▸ ACTIVITY
Lines with the string "filter" in the data below: report how many there are, and write nothing but the number.

▸ DATA SUPPLIED

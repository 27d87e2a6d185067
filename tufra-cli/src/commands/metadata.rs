//! Root metadata maintenance: interactive updates of an existing root,
//! signing of pending metadata and dropping pending signing requests.

use std::path::{Path, PathBuf};

use anyhow::{anyhow, bail, Context, Result};
use dialoguer::{Confirm, Input, Password, Select};
use itertools::Itertools;
use ring::rand::SystemRandom;
use tufra_common::api::Endpoint;
use tufra_common::metadata::{
    add_root_key, bump_expiration, bump_version, is_root_signer, key_is_encrypted, keyid_hex,
    load_signing_key, remove_root_key, root_keyids, root_keyids_decoded, root_threshold,
    rotate_online_key, set_root_threshold, sign_pending_metadata, sign_role, Decoded, Hex,
    LoadedKey, Root, SignDeletePayload, SignPayload, Signed, UpdatePayload,
};

use crate::cli::{Cli, MetadataSignArgs, MetadataSignDeleteArgs, MetadataUpdateArgs};
use crate::commands::{api_client, resolve_settings};

pub async fn update(cli: &Cli, args: &MetadataUpdateArgs) -> Result<()> {
    let data = tokio::fs::read(&args.root)
        .await
        .with_context(|| format!("failed to read {}", args.root.display()))?;
    let mut root: Signed<Root> =
        serde_json::from_slice(&data).context("failed to parse the root metadata")?;
    println!(
        "Loaded root metadata version {} (expires {})",
        root.signed.version, root.signed.expires
    );
    // a root update must satisfy the threshold of the version it replaces
    let previous = PreviousRoot {
        version: root.signed.version,
        keyids: root_keyids_decoded(&root.signed),
        threshold: root_threshold(&root.signed),
    };

    if Confirm::new()
        .with_prompt("Do you want to change the expiry date?")
        .default(true)
        .interact()?
    {
        let days: u32 = Input::new()
            .with_prompt("Days until the root metadata expires?")
            .default(365)
            .interact_text()?;
        bump_expiration(&mut root.signed, days);
    }

    if Confirm::new()
        .with_prompt("Do you want to change the threshold?")
        .default(false)
        .interact()?
    {
        let threshold: u64 = Input::new()
            .with_prompt("New root signature threshold?")
            .default(root_threshold(&root.signed))
            .interact_text()?;
        set_root_threshold(&mut root.signed, threshold)?;
    }

    edit_root_keys(&mut root.signed)?;

    if Confirm::new()
        .with_prompt("Do you want to change the online key?")
        .default(false)
        .interact()?
    {
        let key = prompt_key("Enter the path to the new online key")?;
        rotate_online_key(&mut root.signed, &key)?;
    }

    bump_version(&mut root.signed)?;
    root.signatures.clear();
    collect_root_signatures(&mut root, &previous).await?;

    let payload = UpdatePayload::new(root);
    tokio::fs::write(&args.file, serde_json::to_vec_pretty(&payload)?)
        .await
        .with_context(|| format!("failed to write {}", args.file.display()))?;
    println!("Update payload written to {}", args.file.display());

    if args.send {
        let settings = resolve_settings(cli)?;
        let client = api_client(&settings)?;
        let task_id = client
            .send_payload(Endpoint::Metadata, &payload, "Metadata update accepted.")
            .await?;
        println!("Metadata update status: ACCEPTED ({task_id})");
        client
            .task_status(&task_id, "Metadata update status:", false)
            .await?;
        println!("\nMetadata update finished.");
    }
    Ok(())
}

fn edit_root_keys(root: &mut Root) -> Result<()> {
    loop {
        println!(
            "Current root keys:\n  {}",
            root_keyids(root).iter().join("\n  ")
        );
        let choice = Select::new()
            .with_prompt("Root key changes")
            .items(&["continue", "add key", "remove key"])
            .default(0)
            .interact()?;
        match choice {
            1 => {
                let key = prompt_key("Enter the path to the new root key")?;
                if let Err(err) = add_root_key(root, &key) {
                    println!("Failed: {err}");
                }
            }
            2 => {
                let names = root_keyids(root);
                let keyids = root_keyids_decoded(root);
                let index = Select::new()
                    .with_prompt("Which key should be removed?")
                    .items(&names)
                    .default(0)
                    .interact()?;
                if let Err(err) = remove_root_key(root, &keyids[index]) {
                    println!("Failed: {err}");
                }
            }
            _ => return Ok(()),
        }
    }
}

/// Root role authorization of the version an update replaces.
struct PreviousRoot {
    version: std::num::NonZeroU64,
    keyids: Vec<Decoded<Hex>>,
    threshold: u64,
}

/// Prompt for private keys until the thresholds of both the previous and
/// the updated root are satisfiable. Keys that are authorized by neither
/// version are rejected, a key may count towards both thresholds.
async fn collect_root_signatures(root: &mut Signed<Root>, previous: &PreviousRoot) -> Result<()> {
    let old_threshold = previous.threshold;
    let new_threshold = root_threshold(&root.signed);
    let rng = SystemRandom::new();
    println!(
        "The update needs {new_threshold} signature(s) from the new root keys \
         and {old_threshold} from the keys of version {}.",
        previous.version
    );
    loop {
        let old_signatures = root
            .signatures
            .iter()
            .filter(|signature| previous.keyids.contains(&signature.keyid))
            .count() as u64;
        let new_signatures = root
            .signatures
            .iter()
            .filter(|signature| is_root_signer(&root.signed, &signature.keyid))
            .count() as u64;
        if old_signatures >= old_threshold && new_signatures >= new_threshold {
            return Ok(());
        }

        let key = match prompt_key(&format!(
            "Enter the path to root key ({new_signatures}/{new_threshold} new, \
             {old_signatures}/{old_threshold} previous)"
        )) {
            Ok(key) => key,
            Err(err) => {
                println!("Failed: {err}");
                continue;
            }
        };
        if !is_root_signer(&root.signed, &key.keyid) && !previous.keyids.contains(&key.keyid) {
            println!(
                "Failed: key {} is not an authorized root key.",
                keyid_hex(&key.keyid)
            );
            continue;
        }
        if root
            .signatures
            .iter()
            .any(|signature| signature.keyid == key.keyid)
        {
            println!("Failed: key {} already signed.", keyid_hex(&key.keyid));
            continue;
        }
        sign_role(root, &[&key], &rng).await?;
        println!("Signed with {}.", keyid_hex(&key.keyid));
    }
}

fn prompt_key(prompt: &str) -> Result<LoadedKey> {
    let filepath: String = Input::new().with_prompt(prompt).interact_text()?;
    let path = Path::new(&filepath);
    let password = match std::fs::read(path) {
        Ok(data) if key_is_encrypted(&data) => Some(
            Password::new()
                .with_prompt("Enter the key password")
                .interact()?,
        ),
        _ => None,
    };
    Ok(load_signing_key(path, password.as_deref())?)
}

pub async fn sign(cli: &Cli, args: &MetadataSignArgs) -> Result<()> {
    let settings = resolve_settings(cli)?;
    let client = api_client(&settings)?;

    let pending = client
        .pending_metadata()
        .await
        .context("failed to fetch metadata for signing")?;
    if pending.is_empty() {
        bail!("No metadata available for signing");
    }

    let rolename = match &args.rolename {
        Some(rolename) => rolename.clone(),
        None => {
            let names: Vec<&String> = pending.keys().collect();
            let index = Select::new()
                .with_prompt("Choose a role to sign")
                .items(&names)
                .default(0)
                .interact()?;
            names[index].clone()
        }
    };
    let role_metadata = pending
        .get(&rolename)
        .ok_or_else(|| anyhow!("role {rolename} is not pending signatures"))?;
    let signed_portion = role_metadata
        .get("signed")
        .ok_or_else(|| anyhow!("pending metadata for {rolename} has no signed portion"))?;
    if let Some(version) = signed_portion.get("version") {
        println!("Signing pending {rolename} metadata, version {version}");
    }

    let key = match &args.key {
        Some(path) => load_key_at(path)?,
        None => prompt_key("Enter the path to the signing key")?,
    };
    let signature = sign_pending_metadata(signed_portion, &key, &SystemRandom::new()).await?;
    let payload = SignPayload {
        role: rolename.clone(),
        signature,
    };

    if let Some(out) = &args.out {
        tokio::fs::write(out, serde_json::to_vec_pretty(&payload)?)
            .await
            .with_context(|| format!("failed to write {}", out.display()))?;
        println!("Saved result to {}", out.display());
    }
    if args.dry_run {
        return Ok(());
    }

    println!("\nSending signature to {}", client.server());
    let task_id = client
        .send_payload(Endpoint::MetadataSign, &payload, "Metadata sign accepted.")
        .await?;
    println!("Metadata sign status: ACCEPTED ({task_id})");
    client
        .task_status(&task_id, "Metadata sign status:", false)
        .await?;
    println!("\nMetadata signed and sent to the API.");
    Ok(())
}

fn load_key_at(path: &PathBuf) -> Result<LoadedKey> {
    let password = match std::fs::read(path) {
        Ok(data) if key_is_encrypted(&data) => Some(
            Password::new()
                .with_prompt("Enter the key password")
                .interact()?,
        ),
        _ => None,
    };
    Ok(load_signing_key(path, password.as_deref())?)
}

pub async fn sign_delete(cli: &Cli, args: &MetadataSignDeleteArgs) -> Result<()> {
    let settings = resolve_settings(cli)?;
    let client = api_client(&settings)?;

    let payload = SignDeletePayload {
        role: args.rolename.clone(),
    };
    let task_id = client
        .send_payload(
            Endpoint::MetadataSignDelete,
            &payload,
            "Metadata sign delete accepted.",
        )
        .await?;
    println!("Metadata sign delete status: ACCEPTED ({task_id})");
    client
        .task_status(&task_id, "Metadata sign delete status:", false)
        .await?;
    println!("\nPending signing request for {} dropped.", args.rolename);
    Ok(())
}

▸ WORKED SOLUTION
2